# ResNet networks
The ResNet type of CNN was designed by Microsoft Research to compete in the international ILSVRC competition. The ResNet in the 2015 contest took first place in all categories for the ImageNet and Common Objects in Context (COCO) competition.

 The VGGNet design pattern covered in the previous section had limitations in how deep the model architecture could go in layers, before suffering from vanishing and exploding gradients.


The researchers for the residual block design pattern component of the residual network proposed a new novel layer connection they called an identity link. The identity link introduced the earliest concept of feature reuse. Prior to the identity link, each convolutional block did feature extraction on the previous convolutional output, without retaining any knowledge from prior outputs.

Concurrently along with ResNet, other researchers—such as at Google, with Inception v1 (GoogLeNet)—further refined convolutional design patterns into groups and blocks. In parallel to these design improvements was the introduction of batch normalization.

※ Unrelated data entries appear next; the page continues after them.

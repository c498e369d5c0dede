//! Catalog configuration loading.
//!
//! This module provides the [`ConfigLoader`] type for loading a tool catalog
//! from a YAML file.

use std::collections::HashSet;
use std::fs;
use std::path::Path;

use rust_decimal::Decimal;
use tracing::info;

use crate::catalog::ToolCatalog;
use crate::error::{RentalError, RentalResult};

use super::types::{CatalogConfig, CatalogMetadata};

/// Loads and provides access to a catalog file.
///
/// # File Structure
///
/// ```text
/// catalog:
///   name: Tool Rental Point of Sale
///   version: "2021-09"
/// tools:
///   - code: LADW
///     type: ladder
///     brand: werner
///     daily_charge: "1.99"
///     charge_weekends: true
///     charge_holidays: false
/// ```
///
/// # Example
///
/// ```no_run
/// use tool_rental::config::ConfigLoader;
///
/// let loader = ConfigLoader::load("./config/tools.yaml")?;
/// let tool = loader.catalog().lookup("LADW")?;
/// println!("{}: ${}/day", tool, tool.daily_charge);
/// # Ok::<(), tool_rental::error::RentalError>(())
/// ```
#[derive(Debug, Clone)]
pub struct ConfigLoader {
    metadata: CatalogMetadata,
    catalog: ToolCatalog,
}

impl ConfigLoader {
    /// Loads a catalog from the YAML file at `path`.
    ///
    /// # Errors
    ///
    /// - [`RentalError::ConfigNotFound`] if the file cannot be read
    /// - [`RentalError::ConfigParseError`] if the YAML is invalid, a code is
    ///   listed twice or a daily charge is negative
    pub fn load<P: AsRef<Path>>(path: P) -> RentalResult<Self> {
        let path = path.as_ref();
        let path_str = path.display().to_string();

        let content = fs::read_to_string(path).map_err(|_| RentalError::ConfigNotFound {
            path: path_str.clone(),
        })?;

        Self::from_yaml(&path_str, &content)
    }

    /// Parses a catalog from YAML text; `source` names it in errors.
    pub fn from_yaml(source: &str, content: &str) -> RentalResult<Self> {
        let config: CatalogConfig =
            serde_yaml::from_str(content).map_err(|e| RentalError::ConfigParseError {
                path: source.to_string(),
                message: e.to_string(),
            })?;

        let mut seen = HashSet::new();
        for entry in &config.tools {
            if !seen.insert(entry.code) {
                return Err(RentalError::ConfigParseError {
                    path: source.to_string(),
                    message: format!("duplicate tool code {}", entry.code),
                });
            }
            if entry.daily_charge < Decimal::ZERO {
                return Err(RentalError::ConfigParseError {
                    path: source.to_string(),
                    message: format!("negative daily charge for {}", entry.code),
                });
            }
        }

        let catalog = ToolCatalog::new(config.tools.into_iter().map(Into::into));
        info!(
            source,
            catalog = %config.catalog.name,
            tools = catalog.len(),
            "Loaded tool catalog"
        );

        Ok(Self {
            metadata: config.catalog,
            catalog,
        })
    }

    /// Returns the catalog metadata.
    pub fn metadata(&self) -> &CatalogMetadata {
        &self.metadata
    }

    /// Returns the loaded catalog.
    pub fn catalog(&self) -> &ToolCatalog {
        &self.catalog
    }

    /// Consumes the loader, returning the catalog.
    pub fn into_catalog(self) -> ToolCatalog {
        self.catalog
    }
}

#[cfg(test)]
mod tests {
    use super::*;

    fn config_path() -> String {
        format!("{}/config/tools.yaml", env!("CARGO_MANIFEST_DIR"))
    }

    #[test]
    fn test_shipped_catalog_matches_standard() {
        let loader = ConfigLoader::load(config_path()).unwrap();
        assert_eq!(loader.catalog(), &ToolCatalog::standard());
        assert_eq!(loader.metadata().name, "Tool Rental Point of Sale");
    }

    #[test]
    fn test_load_missing_file_returns_error() {
        let result = ConfigLoader::load("/nonexistent/tools.yaml");
        match result {
            Err(RentalError::ConfigNotFound { path }) => {
                assert!(path.contains("tools.yaml"));
            }
            other => panic!("Expected ConfigNotFound error, got {:?}", other),
        }
    }

    #[test]
    fn test_partial_catalog_only_stocks_listed_tools() {
        let yaml = r#"
catalog:
  name: Ladders Only
  version: "1"
tools:
  - code: LADW
    type: ladder
    brand: werner
    daily_charge: "2.49"
    charge_weekends: false
    charge_holidays: false
"#;
        let loader = ConfigLoader::from_yaml("inline", yaml).unwrap();
        let catalog = loader.into_catalog();
        assert_eq!(catalog.len(), 1);
        assert_eq!(
            catalog.lookup("LADW").unwrap().daily_charge,
            Decimal::new(249, 2)
        );
        assert!(matches!(
            catalog.lookup("CHNS"),
            Err(RentalError::UnknownToolCode { .. })
        ));
    }

    #[test]
    fn test_unknown_code_in_file_is_parse_error() {
        let yaml = r#"
catalog:
  name: Bad
  version: "1"
tools:
  - code: SAWZ
    type: chainsaw
    brand: stihl
    daily_charge: "1.00"
    charge_weekends: false
    charge_holidays: false
"#;
        let result = ConfigLoader::from_yaml("inline", yaml);
        assert!(matches!(result, Err(RentalError::ConfigParseError { .. })));
    }

    #[test]
    fn test_duplicate_code_is_parse_error() {
        let yaml = r#"
catalog:
  name: Dupes
  version: "1"
tools:
  - code: JAKR
    type: jackhammer
    brand: ridgid
    daily_charge: "2.99"
    charge_weekends: false
    charge_holidays: false
  - code: JAKR
    type: jackhammer
    brand: ridgid
    daily_charge: "3.99"
    charge_weekends: false
    charge_holidays: false
"#;
        match ConfigLoader::from_yaml("inline", yaml) {
            Err(RentalError::ConfigParseError { message, .. }) => {
                assert!(message.contains("duplicate tool code JAKR"));
            }
            other => panic!("Expected ConfigParseError, got {:?}", other),
        }
    }

    #[test]
    fn test_negative_charge_is_parse_error() {
        let yaml = r#"
catalog:
  name: Refunds
  version: "1"
tools:
  - code: JAKD
    type: jackhammer
    brand: dewalt
    daily_charge: "-1.00"
    charge_weekends: false
    charge_holidays: false
"#;
        assert!(matches!(
            ConfigLoader::from_yaml("inline", yaml),
            Err(RentalError::ConfigParseError { .. })
        ));
    }

    #[test]
    fn test_invalid_yaml_is_parse_error() {
        let result = ConfigLoader::from_yaml("broken.yaml", "tools: [");
        match result {
            Err(RentalError::ConfigParseError { path, .. }) => assert_eq!(path, "broken.yaml"),
            other => panic!("Expected ConfigParseError, got {:?}", other),
        }
    }
}
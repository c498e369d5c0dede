//! Observed holiday rules.
//!
//! Only two holidays are recognized: Independence Day (moved to the nearest
//! weekday when it lands on a weekend) and Labor Day.

use chrono::{Datelike, Duration, NaiveDate, Weekday};
use serde::{Deserialize, Serialize};

/// A recognized holiday.
#[derive(Debug, Clone, Copy, PartialEq, Eq, Hash, Serialize, Deserialize)]
#[serde(rename_all = "snake_case")]
pub enum Holiday {
    /// July 4th, observed on the nearest weekday.
    IndependenceDay,
    /// First Monday of September.
    LaborDay,
}

impl std::fmt::Display for Holiday {
    fn fmt(&self, f: &mut std::fmt::Formatter<'_>) -> std::fmt::Result {
        match self {
            Holiday::IndependenceDay => write!(f, "Independence Day"),
            Holiday::LaborDay => write!(f, "Labor Day"),
        }
    }
}

/// Returns the date on which Independence Day is observed in `year`.
///
/// July 4th on a Saturday is observed the Friday before, on a Sunday the
/// Monday after, otherwise on the day itself. Returns `None` only for years
/// outside chrono's calendar.
///
/// # Example
///
/// ```
/// use tool_rental::calculation::observed_independence_day;
/// use chrono::NaiveDate;
///
/// // 2020-07-04 is a Saturday
/// assert_eq!(
///     observed_independence_day(2020),
///     NaiveDate::from_ymd_opt(2020, 7, 3)
/// );
/// ```
pub fn observed_independence_day(year: i32) -> Option<NaiveDate> {
    let fourth = NaiveDate::from_ymd_opt(year, 7, 4)?;
    let observed = match fourth.weekday() {
        Weekday::Sat => fourth - Duration::days(1),
        Weekday::Sun => fourth + Duration::days(1),
        _ => fourth,
    };
    Some(observed)
}

/// Returns Labor Day, the first Monday of September, for `year`.
///
/// # Example
///
/// ```
/// use tool_rental::calculation::labor_day;
/// use chrono::NaiveDate;
///
/// assert_eq!(labor_day(2015), NaiveDate::from_ymd_opt(2015, 9, 7));
/// ```
pub fn labor_day(year: i32) -> Option<NaiveDate> {
    NaiveDate::from_weekday_of_month_opt(year, 9, Weekday::Mon, 1)
}

/// Returns the holiday observed on `date`, if any.
pub fn observed_holiday(date: NaiveDate) -> Option<Holiday> {
    let year = date.year();
    if observed_independence_day(year) == Some(date) {
        Some(Holiday::IndependenceDay)
    } else if labor_day(year) == Some(date) {
        Some(Holiday::LaborDay)
    } else {
        None
    }
}

/// Returns true if `date` is an observed holiday.
pub fn is_holiday(date: NaiveDate) -> bool {
    observed_holiday(date).is_some()
}

#[cfg(test)]
mod tests {
    use super::*;

    fn date(y: i32, m: u32, d: u32) -> NaiveDate {
        NaiveDate::from_ymd_opt(y, m, d).unwrap()
    }

    #[test]
    fn test_july_4th_on_saturday_observed_friday() {
        assert_eq!(observed_independence_day(2020), Some(date(2020, 7, 3)));
        assert!(is_holiday(date(2020, 7, 3)));
        assert!(!is_holiday(date(2020, 7, 4)));
    }

    #[test]
    fn test_july_4th_on_sunday_observed_monday() {
        assert_eq!(observed_independence_day(2021), Some(date(2021, 7, 5)));
        assert!(is_holiday(date(2021, 7, 5)));
        assert!(!is_holiday(date(2021, 7, 4)));
    }

    #[test]
    fn test_july_4th_on_weekday_observed_same_day() {
        // 2019-07-04 is a Thursday
        assert_eq!(observed_independence_day(2019), Some(date(2019, 7, 4)));
        // 2015-07-04 is a Saturday
        assert_eq!(observed_independence_day(2015), Some(date(2015, 7, 3)));
    }

    #[test]
    fn test_labor_day_when_september_starts_on_monday() {
        // 2014-09-01 is a Monday
        assert_eq!(labor_day(2014), Some(date(2014, 9, 1)));
    }

    #[test]
    fn test_labor_day_when_september_starts_on_tuesday() {
        // 2015-09-01 is a Tuesday
        assert_eq!(labor_day(2015), Some(date(2015, 9, 7)));
        // 2020-09-01 is a Tuesday
        assert_eq!(labor_day(2020), Some(date(2020, 9, 7)));
    }

    #[test]
    fn test_labor_day_is_always_a_monday_in_first_week() {
        for year in 1990..=2060 {
            let day = labor_day(year).unwrap();
            assert_eq!(day.weekday(), Weekday::Mon);
            assert_eq!(day.month(), 9);
            assert!(day.day() <= 7, "{} is not in the first week", day);
        }
    }

    #[test]
    fn test_observed_holiday_names() {
        assert_eq!(
            observed_holiday(date(2015, 9, 7)),
            Some(Holiday::LaborDay)
        );
        assert_eq!(
            observed_holiday(date(2019, 7, 4)),
            Some(Holiday::IndependenceDay)
        );
        assert_eq!(observed_holiday(date(2019, 12, 25)), None);
    }

    #[test]
    fn test_holiday_display() {
        assert_eq!(Holiday::IndependenceDay.to_string(), "Independence Day");
        assert_eq!(Holiday::LaborDay.to_string(), "Labor Day");
    }
}
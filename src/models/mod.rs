//! Core data models for the tool rental engine.
//!
//! This module contains the tool record, the rental agreement and the
//! serializable agreement summary.

mod agreement;
mod summary;
mod tool;

pub use agreement::{MAX_DISCOUNT_PERCENTAGE, RentalAgreement};
pub use summary::AgreementSummary;
pub use tool::{Brand, Tool, ToolCode, ToolType};
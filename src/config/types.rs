//! Configuration types for the tool catalog file.
//!
//! These are the strongly-typed structures deserialized from the YAML
//! catalog file.

use rust_decimal::Decimal;
use serde::Deserialize;

use crate::models::{Brand, Tool, ToolCode, ToolType};

/// Metadata about the catalog.
#[derive(Debug, Clone, Deserialize)]
pub struct CatalogMetadata {
    /// The store or catalog name.
    pub name: String,
    /// The version or effective date of the price list.
    pub version: String,
}

/// One tool as written in the catalog file.
#[derive(Debug, Clone, Deserialize)]
pub struct ToolEntry {
    /// The tool code (e.g., "LADW").
    pub code: ToolCode,
    /// The tool category.
    #[serde(rename = "type")]
    pub tool_type: ToolType,
    /// The manufacturer.
    pub brand: Brand,
    /// Charge per chargeable day.
    pub daily_charge: Decimal,
    /// Whether weekend days are billed.
    pub charge_weekends: bool,
    /// Whether observed holidays are billed.
    pub charge_holidays: bool,
}

impl From<ToolEntry> for Tool {
    fn from(entry: ToolEntry) -> Self {
        Tool {
            code: entry.code,
            tool_type: entry.tool_type,
            brand: entry.brand,
            daily_charge: entry.daily_charge,
            charge_weekends: entry.charge_weekends,
            charge_holidays: entry.charge_holidays,
        }
    }
}

/// The complete catalog file structure.
#[derive(Debug, Clone, Deserialize)]
pub struct CatalogConfig {
    /// Catalog metadata.
    pub catalog: CatalogMetadata,
    /// The stocked tools.
    pub tools: Vec<ToolEntry>,
}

 Using identity links along with batch normalization provided more stability across layers, reducing both vanishing and exploding gradients and divergence between
layers, allowing model architectures to go deeper in layers to increase accuracy in prediction.

## Architecture
ResNet, and other architectures within this class, use different **layer-to-layer** connection patterns.The patterns we’ve discussed so far (ConvNet and VGG) use the fully connected layer-to-layer pattern.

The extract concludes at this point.